When a potential customer crosses the invisible boundary, VinTank notifies the appropriate client—say, the high-end winery—which promptly sends a text message to the customer with a special offer or invitation to visit while he or she is in the area. Israel calls this “a great example of what contextual marketers call precision marketing.” He predicts that geofencing will allow marketers to improve their direct-response rates from the traditional 2 percent to as high as 75 percent.
Israel quotes Marc Andreesen, a prominent Silicon Valley entrepreneur and investor: “Today, this may feel a little bizarre, but 20 years from now it will be bizarre if you walk into a store and the store doesn’t know who you are.”

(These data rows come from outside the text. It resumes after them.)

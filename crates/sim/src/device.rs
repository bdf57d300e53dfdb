//! In-memory device that honours the dashboard wire contract and nothing more.

use std::f64::consts::TAU;
use std::sync::Arc;
use std::time::Duration;

use iotdash_core::OutboundCommand;
use prometheus::{IntCounter, IntGauge, Registry};
use serde::Serialize;
use tokio::sync::{broadcast, RwLock};
use tokio::time::{interval, Instant, MissedTickBehavior};
use tracing::{debug, info};

#[derive(Debug, Clone, Copy, PartialEq, Serialize)]
pub struct Snapshot {
    pub led1: bool,
    pub brightness: u8,
    #[serde(rename = "potPct")]
    pub pot_pct: f64,
}

impl Default for Snapshot {
    fn default() -> Self {
        Self { led1: true, brightness: 50, pot_pct: 0.0 }
    }
}

impl Snapshot {
    pub fn to_frame(self) -> DeviceFrame {
        DeviceFrame {
            led1: Some(self.led1),
            brightness: Some(self.brightness),
            pot_pct: Some(self.pot_pct),
        }
    }
}

/// State push as it goes over the wire; absent keys are omitted.
#[derive(Debug, Clone, Default, PartialEq, Serialize)]
pub struct DeviceFrame {
    #[serde(skip_serializing_if = "Option::is_none")]
    pub led1: Option<bool>,
    #[serde(skip_serializing_if = "Option::is_none")]
    pub brightness: Option<u8>,
    #[serde(rename = "potPct", skip_serializing_if = "Option::is_none")]
    pub pot_pct: Option<f64>,
}

impl DeviceFrame {
    pub fn encode(&self) -> Result<String, serde_json::Error> {
        serde_json::to_string(self)
    }
}

pub struct Metrics {
    pub registry: Registry,
    pub clients: IntGauge,
    pub commands_total: IntCounter,
    pub updates_total: IntCounter,
}

impl Metrics {
    fn new() -> Result<Self, prometheus::Error> {
        let clients = IntGauge::new("iotdash_sim_clients", "Number of connected control clients")?;
        let commands_total = IntCounter::new("iotdash_sim_commands_total", "Total control commands received")?;
        let updates_total = IntCounter::new("iotdash_sim_updates_total", "Total state updates pushed")?;

        let registry = Registry::new();
        registry.register(Box::new(clients.clone()))?;
        registry.register(Box::new(commands_total.clone()))?;
        registry.register(Box::new(updates_total.clone()))?;

        Ok(Self { registry, clients, commands_total, updates_total })
    }
}

#[derive(Clone)]
pub struct DeviceSim {
    state: Arc<RwLock<Snapshot>>,
    updates_tx: broadcast::Sender<DeviceFrame>,
    metrics: Arc<Metrics>,
}

impl DeviceSim {
    pub fn new() -> Result<Self, prometheus::Error> {
        let (updates_tx, _) = broadcast::channel(256);
        Ok(Self {
            state: Arc::new(RwLock::new(Snapshot::default())),
            updates_tx,
            metrics: Arc::new(Metrics::new()?),
        })
    }

    pub fn metrics(&self) -> &Metrics {
        &self.metrics
    }

    pub async fn snapshot(&self) -> Snapshot {
        *self.state.read().await
    }

    /// Partial updates pushed to every connected client.
    pub fn updates(&self) -> broadcast::Receiver<DeviceFrame> {
        self.updates_tx.subscribe()
    }

    /// Apply a control command. `hello` changes nothing and yields `None`;
    /// the caller answers it with a full snapshot.
    pub async fn apply(&self, command: OutboundCommand) -> Option<DeviceFrame> {
        self.metrics.commands_total.inc();
        let frame = {
            let mut state = self.state.write().await;
            match command {
                OutboundCommand::Hello => return None,
                OutboundCommand::SetLed1 { value } => {
                    state.led1 = value;
                    DeviceFrame { led1: Some(value), ..Default::default() }
                }
                OutboundCommand::SetBrightness { value } => {
                    state.brightness = value.min(100);
                    DeviceFrame { brightness: Some(state.brightness), ..Default::default() }
                }
            }
        };
        info!(?command, "Applied control command");
        self.publish(frame.clone());
        Some(frame)
    }

    pub async fn set_pot(&self, pct: f64) {
        let pct = pct.clamp(0.0, 100.0);
        {
            let mut state = self.state.write().await;
            if state.pot_pct == pct {
                return;
            }
            state.pot_pct = pct;
        }
        self.publish(DeviceFrame { pot_pct: Some(pct), ..Default::default() });
    }

    fn publish(&self, frame: DeviceFrame) {
        self.metrics.updates_total.inc();
        if self.updates_tx.send(frame).is_err() {
            debug!("No control clients connected");
        }
    }
}

/// Sensor reading for a sweep of the given period, one decimal place.
pub fn pot_reading(elapsed: Duration, period: Duration) -> f64 {
    let phase = elapsed.as_secs_f64() / period.as_secs_f64().max(f64::EPSILON);
    let raw = 50.0 - 50.0 * (phase * TAU).cos();
    (raw * 10.0).round() / 10.0
}

/// Push simulated potentiometer readings forever.
pub async fn sensor_loop(sim: DeviceSim, every: Duration, period: Duration) {
    let started = Instant::now();
    let mut ticker = interval(every);
    ticker.set_missed_tick_behavior(MissedTickBehavior::Skip);
    loop {
        ticker.tick().await;
        sim.set_pot(pot_reading(started.elapsed(), period)).await;
    }
}
// Control endpoint helpers. The device serves the page on one port and the
// control socket on another, so the page's port must never leak into the URL.

pub const DEFAULT_CONTROL_PORT: u16 = 81;

/// Host part of a `host[:port]` string. Only a trailing `:<digits>` suffix is
/// removed, so bracketed IPv6 literals without a port pass through untouched.
pub fn strip_port(page_host: &str) -> &str {
    match page_host.rfind(':') {
        Some(idx) => {
            let suffix = &page_host[idx + 1..];
            if !suffix.is_empty() && suffix.bytes().all(|b| b.is_ascii_digit()) {
                &page_host[..idx]
            } else {
                page_host
            }
        }
        None => page_host,
    }
}

pub fn control_url(page_host: &str, control_port: u16) -> String {
    format!("ws://{}:{}/", strip_port(page_host), control_port)
}

#[cfg(test)]
mod tests {
    use super::*;

    #[test]
    fn page_port_is_replaced_by_control_port() {
        assert_eq!(control_url("192.168.4.1:80", 81), "ws://192.168.4.1:81/");
        assert_eq!(control_url("esp32.local", 81), "ws://esp32.local:81/");
        assert_eq!(control_url("[fe80::1]:8080", 9000), "ws://[fe80::1]:9000/");
    }

    #[test]
    fn non_numeric_suffix_is_kept() {
        assert_eq!(strip_port("[::1]"), "[::1]");
        assert_eq!(strip_port("host:"), "host:");
    }
}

Other uses for geofencing include keeping tabs on workers via a chip in their mobile phones and, for parents, getting alerts when a child leaves or arrives at a destination. The American band Matchbox Twenty used geofencing during a tour earlier this year. The band’s manager, Nick Lippman, told Billboard:
We can talk to fans as they come in and out of the venue, welcome them to the show, give them a hashtag to participate. It’s a great way to get information to people without being uber-intrusive but also remind people what they can do to be an interactive part of the show. We’ve had killer fan engagement.
Geofencing first appeared in print in 1997, according to the reliable word-history site Word Spy. That early reference used the example of a car rented in Canada that “can be located or shut off if it goes into a hot zone by crossing the border into the U.S. or moving into a loading area at a port where it might be shipped out of the country.”